A randomized, double-blind, placebo-controlled trial study studied the effects of ginger in the treatment of knee OA in 261 patients. The patients received ginger extract or placebo twice daily, with acetaminophen allowed as rescue medication. The primary endpoint of the study was pain on standing after 6 weeks. In the ginger extract group 63% versus 50% in the placebo group showed improvement in knee pain on standing and after walking 50 feet and reduction in the Western Ontario and McMaster Universities osteoarthritis composite index. Change in global status and reduction in intake of rescue medication were numerically greater in the ginger extract group. The study failed to show improvement in quality of life [4]. It had a similar design of study, but we had a longer period of study.
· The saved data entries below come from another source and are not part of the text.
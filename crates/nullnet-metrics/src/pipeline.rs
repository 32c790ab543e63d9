//! One graph in, one [`ResultRecord`] out.
//!
//! # Stages
//!
//! ```text
//! text ─ Graph::parse ─┬─ closeness / betweenness / clustering ─┬─ means ────┐
//!                      │                                        └─ top-k ────┤
//!                      └─ null_distributions (G(n,m) × samples) ── z-scores ─┴─ ResultRecord
//! ```
//!
//! Stage order is fixed. Nothing here touches the filesystem; callers hand
//! in the text and take the record.

use std::time::Instant;

use rand::rngs::StdRng;
use rand::{Rng, SeedableRng};
use serde::Serialize;
use tracing::{debug, instrument, warn};

use crate::config::AnalysisConfig;
use crate::error::AnalysisError;
use crate::graph::{Graph, GraphStats};
use crate::metrics::{betweenness_centrality, closeness_centrality, clustering_coefficients};
use crate::null_model::null_distributions;
use crate::rank::{RankedEntry, top_k};
use crate::stats::ZScore;

// ---------------------------------------------------------------------------
// ResultRecord
// ---------------------------------------------------------------------------

/// Whether a record describes a real analysis or an empty input.
#[derive(Debug, Clone, Copy, PartialEq, Eq, Serialize)]
#[serde(rename_all = "snake_case")]
pub enum RecordStatus {
    Complete,
    /// The graph had no nodes; averages are 0 and no z-scores exist.
    EmptyGraph,
}

/// Analysis result for one input graph.
#[derive(Debug, Clone, PartialEq, Serialize)]
pub struct ResultRecord {
    pub file_name: String,
    pub avg_closeness: f64,
    pub avg_betweenness: f64,
    pub global_clustering: f64,
    pub closeness_z: ZScore,
    pub betweenness_z: ZScore,
    pub clustering_z: ZScore,
    pub top_closeness: Vec<RankedEntry>,
    pub top_betweenness: Vec<RankedEntry>,
    pub status: RecordStatus,
}

impl ResultRecord {
    fn empty(file_name: &str) -> Self {
        Self {
            file_name: file_name.to_string(),
            avg_closeness: 0.0,
            avg_betweenness: 0.0,
            global_clustering: 0.0,
            closeness_z: ZScore::NotComputed,
            betweenness_z: ZScore::NotComputed,
            clustering_z: ZScore::NotComputed,
            top_closeness: Vec::new(),
            top_betweenness: Vec::new(),
            status: RecordStatus::EmptyGraph,
        }
    }

    /// `(metric name, z-score)` for each z-score that could not be computed.
    #[must_use]
    pub fn undefined_z_scores(&self) -> Vec<(&'static str, ZScore)> {
        [
            ("closeness", self.closeness_z),
            ("betweenness", self.betweenness_z),
            ("clustering", self.clustering_z),
        ]
        .into_iter()
        .filter(|(_, z)| z.value().is_none())
        .collect()
    }
}

// ---------------------------------------------------------------------------
// Entry points
// ---------------------------------------------------------------------------

/// Parse `graph_text` and analyze it with a null model seeded from `seed`.
///
/// The same text, config, and seed always yield the same record.
///
/// # Errors
///
/// [`AnalysisError::Parse`] for malformed input; other stage errors as in
/// [`analyze_graph`].
#[instrument(skip(graph_text, config))]
pub fn analyze(
    file_name: &str,
    graph_text: &str,
    config: &AnalysisConfig,
    seed: u64,
) -> Result<ResultRecord, AnalysisError> {
    let graph = Graph::parse(graph_text)?;
    let mut rng = StdRng::seed_from_u64(seed);
    analyze_graph(file_name, &graph, config, &mut rng)
}

/// Analyze an already-built graph, drawing null-model graphs from `rng`.
///
/// An empty graph produces a record with status
/// [`RecordStatus::EmptyGraph`]. A zero-variance null distribution only
/// marks that metric's z-score [`ZScore::Degenerate`].
///
/// # Errors
///
/// [`AnalysisError::InvalidParameter`] if null-model generation rejects the
/// graph's node/edge counts.
pub fn analyze_graph<R: Rng + ?Sized>(
    file_name: &str,
    graph: &Graph,
    config: &AnalysisConfig,
    rng: &mut R,
) -> Result<ResultRecord, AnalysisError> {
    if graph.is_empty() {
        warn!(file = file_name, "graph has no nodes; skipping metrics");
        return Ok(ResultRecord::empty(file_name));
    }

    let stats = GraphStats::from_graph(graph);
    debug!(
        nodes = stats.node_count,
        edges = stats.edge_count,
        density = stats.density,
        components = stats.component_count,
        "graph loaded"
    );

    let started = Instant::now();
    let closeness = closeness_centrality(graph);
    let betweenness = betweenness_centrality(graph);
    let clustering = clustering_coefficients(graph);
    debug!(elapsed_ms = elapsed_ms(started), "observed metrics computed");

    let avg_closeness = closeness.mean();
    let avg_betweenness = betweenness.mean();
    let global_clustering = clustering.global;

    let started = Instant::now();
    let null = null_distributions(graph, config.sample_count, rng)?;
    debug!(
        samples = null.len(),
        elapsed_ms = elapsed_ms(started),
        "null model sampled"
    );

    let record = ResultRecord {
        file_name: file_name.to_string(),
        avg_closeness,
        avg_betweenness,
        global_clustering,
        closeness_z: ZScore::against(avg_closeness, &null.closeness),
        betweenness_z: ZScore::against(avg_betweenness, &null.betweenness),
        clustering_z: ZScore::against(global_clustering, &null.clustering),
        top_closeness: top_k(&closeness, config.top_k),
        top_betweenness: top_k(&betweenness, config.top_k),
        status: RecordStatus::Complete,
    };

    for (metric, _) in record.undefined_z_scores() {
        warn!(file = file_name, metric, "null distribution has zero variance");
    }

    Ok(record)
}

#[allow(clippy::cast_possible_truncation)]
fn elapsed_ms(started: Instant) -> u64 {
    started.elapsed().as_millis() as u64
}

// ---------------------------------------------------------------------------
// Tests
// ---------------------------------------------------------------------------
In another study, efficacy of 30 mg/day ginger extract for one month was similar to 400 mg ibuprofen and superior to placebo. The clinical assessments included VAS for pain, gelling pain, joint swelling measurement, and joint motion slope measurement. The improvement of symptoms was superior in the ginger extract and ibuprofen groups than the placebo group. However, there was no significant difference in VAS and gelling pain scores between the ginger extract and the ibuprofen groups. The authors concluded that one month duration of therapy with only one dose of ginger extract application might not have been adequate for all the effects of ginger extract to be detected [9].

A placebo controlled double blind study was done on E. angustifolia in patients with knee osteoarthritis, pain according VAS and function as improvement in Lequesne’s Pain Function Index, global assessment of efficacy and tolerability by patient and physician, showed decreased pain and function more than acetaminophen and placebo [3].
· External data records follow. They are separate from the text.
//! Z-scores of observed metrics against null-model distributions.
//!
//! Spread is the **population** standard deviation (divide by `N`, not
//! `N - 1`).
//!
//! Both moments are accumulated in two passes (mean first, then squared
//! deviations from it) to avoid the cancellation of the one-pass
//! `E[x²] - E[x]²` form.

use serde::Serialize;

use crate::error::AnalysisError;

/// Arithmetic mean; 0.0 for an empty slice.
#[must_use]
#[allow(clippy::cast_precision_loss)]
pub fn mean(values: &[f64]) -> f64 {
    if values.is_empty() {
        return 0.0;
    }
    values.iter().sum::<f64>() / values.len() as f64
}

/// Population standard deviation; 0.0 for an empty slice.
#[must_use]
#[allow(clippy::cast_precision_loss)]
pub fn population_std(values: &[f64]) -> f64 {
    if values.is_empty() {
        return 0.0;
    }
    let m = mean(values);
    let sum_sq: f64 = values.iter().map(|x| (x - m) * (x - m)).sum();
    (sum_sq / values.len() as f64).sqrt()
}

/// Standard score of `observed` against `distribution`.
///
/// # Errors
///
/// Returns [`AnalysisError::DegenerateDistribution`] when the distribution
/// is empty or has zero spread (every value equal, which includes a single
/// sample).
#[allow(clippy::float_cmp)]
pub fn z_score(observed: f64, distribution: &[f64]) -> Result<f64, AnalysisError> {
    let degenerate = || AnalysisError::DegenerateDistribution {
        len: distribution.len(),
    };

    let Some(&first) = distribution.first() else {
        return Err(degenerate());
    };
    if distribution.iter().all(|&x| x == first) {
        return Err(degenerate());
    }

    let sd = population_std(distribution);
    if !(sd.is_finite() && sd > 0.0) {
        return Err(degenerate());
    }

    Ok((observed - mean(distribution)) / sd)
}

// ---------------------------------------------------------------------------
// ZScore
// ---------------------------------------------------------------------------

/// Outcome of one metric's z-score in a result record.
#[derive(Debug, Clone, Copy, PartialEq, Serialize)]
#[serde(tag = "status", content = "value", rename_all = "snake_case")]
pub enum ZScore {
    /// A finite z-score.
    Defined(f64),
    /// The null distribution had zero spread.
    Degenerate,
    /// No null model was run (empty graph).
    NotComputed,
}

impl ZScore {
    /// Compute a [`ZScore`], folding a degenerate distribution into
    /// [`ZScore::Degenerate`].
    #[must_use]
    pub fn against(observed: f64, distribution: &[f64]) -> Self {
        match z_score(observed, distribution) {
            Ok(z) => Self::Defined(z),
            Err(_) => Self::Degenerate,
        }
    }

    /// The numeric value, if defined.
    #[must_use]
    pub const fn value(self) -> Option<f64> {
        match self {
            Self::Defined(z) => Some(z),
            Self::Degenerate | Self::NotComputed => None,
        }
    }
}

// ---------------------------------------------------------------------------
// Tests
// ---------------------------------------------------------------------------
In present study, we tried to efficacy and safety of combination of two probably herbal medicines in knee OA for 8 weeks. The patients in both groups experienced some improvement in pain intensity and this might be because of more care. Of all patients, 28 (87.5%) in drug group and 21 (72.4%) in placebo group experienced some improvements in pain and disability, and 29 (90.6%) and 18 (69%) in physician evaluation of patients respectively. Liver enzyme and serum creatinine were stable in two groups.

There are some limitations in this study. The intervention period was 8 weeks and it might not be enough for the evaluation of long term efficacy or safety. Radiologic change needed long term duration and this study could not evaluate it, so we did not repeat knee X-ray. The pain reduced significantly but analgesic consumption did not change. This was similar to Altman and Marcussen study [4] and may be because of study duration or drug dose. Patients in drug group were younger than placebo group but clinically it may not important because they were similar in other symptoms or signs and covariance analysis according to age showed that an improvement in drug group was significantly consistent.

Our patients had a moderate to severe pain and not reducing analgesic consumption may be because of severity of pain before the intervention. We suggest further studies with different doses and durations of intervention of combined E. angustifolia and ginger extract. These studies may suggest that patients should change consuming NSAIDs to more harmless substances.